I don't want to complain, though, because I do actually get a lot of time to enjoy France. In the beginning, I thought I would be traveling practically every weekend and really seeing France but in reality I haven't done too much of that. I've seen some of the nearby cities - Rennes, Vannes, Lorient, Quimper - but my only full day off is Sunday and, in France, everything is closed on Sunday and really, as nice as French cities are, I'd rather spend time with friends or go surfing or do something outdoors than spend money to drive to city only to be able to walk around, eat, and spend more money.  I would really like to see a bit more but I'm also quite content to spend my time surfing, and doing things around here. I feel like I'm more addicted to surfing than ever since coming here.

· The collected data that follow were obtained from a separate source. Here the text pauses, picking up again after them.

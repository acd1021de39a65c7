//! Root application component with routing and the SSR document shell.

use leptos::prelude::*;
use leptos_meta::{MetaTags, Stylesheet, Title, provide_meta_context};
use leptos_router::{
    StaticSegment,
    components::{Route, Router, Routes},
};

use crate::pages::{dashboard::DashboardPage, login::LoginPage};
use crate::routes::AppRoute;

/// Text shown by the router fallback for paths outside the route table.
pub const NOT_FOUND_TEXT: &str = "Página no encontrada.";

/// Document description served in the SSR `<head>`.
pub const SITE_DESCRIPTION: &str = "Reserva y gestiona espacios de coworking.";

/// Spanish HTML document rendered on the server around `App`. The title and
/// stylesheet are injected through `MetaTags` by `App` itself.
pub fn shell(options: LeptosOptions) -> impl IntoView {
    view! {
        <!DOCTYPE html>
        <html lang="es">
            <head>
                <meta charset="utf-8"/>
                <meta name="viewport" content="width=device-width, initial-scale=1"/>
                <meta name="description" content=SITE_DESCRIPTION/>
                <meta name="theme-color" content="#2563eb"/>
                <AutoReload options=options.clone()/>
                <HydrationScripts options/>
                <MetaTags/>
            </head>
            <body>
                <App/>
            </body>
        </html>
    }
}

/// Root application component.
///
/// Registers the static route table with the router and yields to it. Only
/// `/` and `/dashboard` are handled here; anything else falls through to the
/// router fallback.
#[component]
pub fn App() -> impl IntoView {
    provide_meta_context();

    view! {
        <Stylesheet id="leptos" href="/pkg/coworking.css"/>
        <Title text="Coworking"/>

        <Router>
            <Routes fallback=|| NOT_FOUND_TEXT.into_view()>
                <Route path=StaticSegment(AppRoute::Login.segment()) view=LoginPage/>
                <Route path=StaticSegment(AppRoute::Dashboard.segment()) view=DashboardPage/>
            </Routes>
        </Router>
    }
}
//! Router assembly.
//!
//! Stitches the health probe and the Leptos SSR routes of the navigation
//! shell under a single Axum router. Paths outside the route table fall
//! through to `file_and_error_handler`, which serves files from the site
//! root (the `/pkg` bundle) or renders the shell so the client router
//! fallback applies.

#[cfg(test)]
#[path = "routes_test.rs"]
mod routes_test;

use axum::Router;
use axum::http::StatusCode;
use axum::routing::get;
use coworking_client::app::{App, shell};
use leptos::prelude::LeptosOptions;
use leptos_axum::{LeptosRoutes, file_and_error_handler, generate_route_list};
use tower_http::trace::TraceLayer;

/// Full application router.
pub fn app(leptos_options: LeptosOptions) -> Router {
    let routes = generate_route_list(App);
    tracing::debug!(count = routes.len(), "registered leptos routes");

    let leptos_router = Router::new()
        .leptos_routes(&leptos_options, routes, {
            let opts = leptos_options.clone();
            move || shell(opts.clone())
        })
        .fallback(file_and_error_handler(shell))
        .with_state(leptos_options);

    health_routes()
        .merge(leptos_router)
        .layer(TraceLayer::new_for_http())
}

fn health_routes() -> Router {
    Router::new().route("/healthz", get(healthz))
}

async fn healthz() -> StatusCode {
    StatusCode::OK
}
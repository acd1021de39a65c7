//! Dashboard placeholder shown at `/dashboard`.

#[cfg(test)]
#[path = "dashboard_test.rs"]
mod dashboard_test;

use leptos::prelude::*;

/// Welcome text rendered by the placeholder.
pub const DASHBOARD_GREETING: &str = "Bienvenido al dashboard 🔐";

/// Dashboard page: static welcome text, no data or side effects.
#[component]
pub fn DashboardPage() -> impl IntoView {
    view! { <div class="p-10">{DASHBOARD_GREETING}</div> }
}
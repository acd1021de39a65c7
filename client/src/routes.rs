//! Static route table for the navigation shell.
//!
//! `app::App` registers each entry with `leptos_router`, which does the
//! actual matching. The helpers here let pages refer to routes without
//! repeating path literals.

#[cfg(test)]
#[path = "routes_test.rs"]
mod routes_test;

/// One registered application route.
#[derive(Clone, Copy, Debug, PartialEq, Eq, Hash)]
pub enum AppRoute {
    /// `/`, the login screen.
    Login,
    /// `/dashboard`, the welcome placeholder.
    Dashboard,
}

impl AppRoute {
    /// Absolute browser path for this route, used for navigation.
    pub const fn path(self) -> &'static str {
        match self {
            AppRoute::Login => "/",
            AppRoute::Dashboard => "/dashboard",
        }
    }

    /// Path segment handed to `StaticSegment` when registering the route.
    pub const fn segment(self) -> &'static str {
        match self {
            AppRoute::Login => "",
            AppRoute::Dashboard => "dashboard",
        }
    }
}
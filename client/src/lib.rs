//! # coworking-client
//!
//! Leptos + WASM navigation shell for the coworking front-end.
//!
//! The crate declares the two application routes (`/` and `/dashboard`),
//! the pages mounted on them, and the HTML shell the site host renders for
//! SSR + hydration. Routing itself is delegated to `leptos_router`.

pub mod app;
pub mod pages;
pub mod routes;

/// Browser entry point: hydrates the server-rendered body.
#[cfg(feature = "hydrate")]
#[wasm_bindgen::prelude::wasm_bindgen]
pub fn hydrate() {
    console_error_panic_hook::set_once();
    // A second init (hot reload) is harmless; the first logger stays.
    let _ = console_log::init_with_level(log::Level::Debug);
    log::debug!("hydrating coworking shell");
    leptos::mount::hydrate_body(app::App);
}
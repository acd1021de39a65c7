use super::*;
use leptos::tachys::view::RenderHtml;

#[test]
fn greeting_text_is_exact() {
    assert_eq!(DASHBOARD_GREETING, "Bienvenido al dashboard 🔐");
}

#[test]
fn renders_greeting_inside_padded_div() {
    let html = DashboardPage().to_html();
    assert!(html.contains(DASHBOARD_GREETING), "missing greeting in {html}");
    assert!(html.contains("class=\"p-10\""), "missing p-10 class in {html}");
}

#[test]
fn repeated_render_is_identical() {
    let first = DashboardPage().to_html();
    let second = DashboardPage().to_html();
    assert_eq!(first, second);
}
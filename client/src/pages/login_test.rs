use super::*;

#[test]
fn validate_login_input_trims_email() {
    assert_eq!(
        validate_login_input("  ana@example.com  ", "secreto"),
        Ok(LoginInput { email: "ana@example.com".to_owned(), password: "secreto".to_owned() })
    );
}

#[test]
fn validate_login_input_keeps_password_as_typed() {
    let input = validate_login_input("ana@example.com", " con espacios ").unwrap();
    assert_eq!(input.password, " con espacios ");
}

#[test]
fn validate_login_input_requires_email() {
    assert_eq!(validate_login_input("   ", "secreto"), Err(LoginInputError::MissingEmail));
}

#[test]
fn validate_login_input_rejects_malformed_email() {
    for email in ["ana", "@example.com", "ana@", "ana@@example.com"] {
        assert_eq!(
            validate_login_input(email, "secreto"),
            Err(LoginInputError::InvalidEmail),
            "expected {email:?} to be rejected"
        );
    }
}

#[test]
fn validate_login_input_requires_password() {
    assert_eq!(validate_login_input("ana@example.com", ""), Err(LoginInputError::MissingPassword));
}

#[test]
fn email_error_wins_over_password_error() {
    assert_eq!(validate_login_input("", ""), Err(LoginInputError::MissingEmail));
}

#[test]
fn error_messages_are_user_facing() {
    assert_eq!(LoginInputError::MissingEmail.to_string(), "Ingresa tu correo electrónico.");
    assert_eq!(LoginInputError::InvalidEmail.to_string(), "El correo electrónico no es válido.");
    assert_eq!(LoginInputError::MissingPassword.to_string(), "Ingresa tu contraseña.");
}

#[test]
fn accepted_log_line_names_email_and_target() {
    let input = validate_login_input(" ana@example.com ", "secreto").unwrap();
    let line = accepted_log_line(&input);
    assert_eq!(line, "login form accepted for ana@example.com, opening /dashboard");
    assert!(!line.contains("secreto"));
}
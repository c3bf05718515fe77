/// Simple trailing mean over `window` values.
///
/// The first `window - 1` entries are `None` (insufficient history). A zero
/// window or a series shorter than the window yields all `None`.
///
/// The running sum is compensated so it does not drift over long series, and
/// a window holding one repeated value returns that value exactly.
pub fn rolling_mean(values: &[f64], window: usize) -> Vec<Option<f64>> {
    let n = values.len();
    let mut out = vec![None; n];
    if window == 0 || window > n {
        return out;
    }

    let mut sum = CompensatedSum::default();
    let mut run = 0usize;
    for i in 0..n {
        sum.add(values[i]);
        if i >= window {
            sum.add(-values[i - window]);
        }
        run = if i > 0 && values[i] == values[i - 1] { run + 1 } else { 1 };

        if i + 1 >= window {
            let mean = if run >= window {
                values[i]
            } else {
                sum.value() / window as f64
            };
            out[i] = Some(mean);
        }
    }
    out
}

/// Neumaier summation: carries the low-order bits lost by each addition.
#[derive(Debug, Default, Clone, Copy)]
struct CompensatedSum {
    sum: f64,
    comp: f64,
}

impl CompensatedSum {
    fn add(&mut self, x: f64) {
        let t = self.sum + x;
        if self.sum.abs() >= x.abs() {
            self.comp += (self.sum - t) + x;
        } else {
            self.comp += (x - t) + self.sum;
        }
        self.sum = t;
    }

    fn value(&self) -> f64 {
        self.sum + self.comp
    }
}

#[cfg(test)]
mod tests {
    use super::*;

    #[test]
    fn test_warmup_is_undefined() {
        let out = rolling_mean(&[1.0, 2.0, 3.0, 4.0], 3);
        assert_eq!(out, vec![None, None, Some(2.0), Some(3.0)]);
    }

    #[test]
    fn test_window_one_is_identity() {
        let values = [5.0, 6.5, 7.0];
        let out = rolling_mean(&values, 1);
        assert_eq!(out, vec![Some(5.0), Some(6.5), Some(7.0)]);
    }

    #[test]
    fn test_short_series_all_undefined() {
        assert_eq!(rolling_mean(&[1.0, 2.0], 3), vec![None, None]);
        assert!(rolling_mean(&[], 3).is_empty());
        assert_eq!(rolling_mean(&[1.0], 0), vec![None]);
    }

    #[test]
    fn test_matches_direct_mean() {
        let values: Vec<f64> = (0..50).map(|i| 100.0 + (i as f64 * 0.7).sin() * 3.0).collect();
        let out = rolling_mean(&values, 7);
        for i in 6..values.len() {
            let direct = values[i - 6..=i].iter().sum::<f64>() / 7.0;
            assert!((out[i].unwrap() - direct).abs() < 1e-9);
        }
    }

    #[test]
    fn test_flat_series_is_exact() {
        for &value in &[0.1, 33.33, 100.1] {
            let values = vec![value; 400];
            for &window in &[2, 10, 50, 100, 150, 200] {
                let out = rolling_mean(&values, window);
                assert!(out[..window - 1].iter().all(Option::is_none));
                assert!(
                    out[window - 1..].iter().all(|m| *m == Some(value)),
                    "window {window} drifted on flat {value}"
                );
            }
        }
    }

    #[test]
    fn test_flat_run_after_movement_is_exact() {
        let mut values: Vec<f64> = (0..30).map(|i| 10.0 + i as f64 * 0.37).collect();
        values.extend(std::iter::repeat(33.33).take(40));
        let out = rolling_mean(&values, 20);
        assert!(out[49..].iter().all(|m| *m == Some(33.33)));
        assert_ne!(out[48], Some(33.33));
    }

    #[test]
    fn test_long_series_does_not_drift() {
        let values: Vec<f64> = (0..5000).map(|i| 1e6 + (i % 7) as f64 * 0.1).collect();
        let out = rolling_mean(&values, 30);
        let i = values.len() - 1;
        let direct = values[i - 29..=i].iter().sum::<f64>() / 30.0;
        assert!((out[i].unwrap() - direct).abs() < 1e-7);
    }
}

I check the surf reports every day just hoping that there will be waves and I will do just about anything to make time for a session if I know there are waves, even if it means waking up at 6am to go before the day starts. I've made friends with some other au pairs here and one of them, Anne, just happens to be a surfer (and an equestrian!) like me so we go surfing together every chance we can get. Au pairing might seem like an easy job but, mentally and emotionally it isn't and I don't think I could do it without the support of friends and the escape of surfing (or running if I can't surf ;) ).
Surfing with Anne <3

I wouldn't give up this experience or this family though. I really like being in France and I really like the family. I can't imaging being anywhere else right now and I know being here is teaching me things and I hope that I will have a positive impact on this family as well. I know that I am here for a reason and I don't want to waste my time here in wishing for things to change.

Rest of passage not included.